**Excerpted records**:

____

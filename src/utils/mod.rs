//! Utility functions module
//!
//! Retry with backoff, HTTP client construction and the date formats the
//! service speaks.

pub mod datetime;
pub mod network;
pub mod retry;

pub use network::*;
pub use retry::*;
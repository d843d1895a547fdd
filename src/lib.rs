//! fileshare - client library for SMB-style cloud file shares
//!
//! Mints shared access signatures, applies credentials to resource URIs,
//! drives server-side copies and streams file content through ranged
//! reads and writes. A blocking facade and an in-process emulator of the
//! service ship alongside the async API.

pub mod auth;
pub mod blocking;
pub mod cli;
pub mod config;
pub mod copy;
pub mod emulator;
pub mod error;
pub mod file;
pub mod operation;
pub mod sas;
pub mod stream;
pub mod transport;
pub mod utils;

// Re-export commonly used types
pub use auth::{CredentialMode, StorageCredentials};
pub use error::{FileShareError, Result};
pub use file::{DirectoryClient, FileClient, FileServiceClient, ShareClient};
pub use operation::Operation;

____

**Action item**:
To complete this exercise, set down every line above exactly once more.

**Reply to the exercise**:
filename src/utils/mod.rs
//! Utility functions module
//!
//! Retry with backoff, HTTP client construction and the date formats the
//! service speaks.

pub mod datetime;
pub mod network;
pub mod retry;

pub use network::*;
pub use retry::*;
repository d843d1895a547fdd
filename src/lib.rs
//! fileshare - client library for SMB-style cloud file shares
//!
//! Mints shared access signatures, applies credentials to resource URIs,
//! drives server-side copies and streams file content through ranged
//! reads and writes. A blocking facade and an in-process emulator of the
//! service ship alongside the async API.

pub mod auth;
pub mod blocking;
pub mod cli;
pub mod config;
pub mod copy;
pub mod emulator;
pub mod error;
pub mod file;
pub mod operation;
pub mod sas;
pub mod stream;
pub mod transport;
pub mod utils;

// Re-export commonly used types
pub use auth::{CredentialMode, StorageCredentials};
pub use error::{FileShareError, Result};
pub use file::{DirectoryClient, FileClient, FileServiceClient, ShareClient};
pub use operation::Operation;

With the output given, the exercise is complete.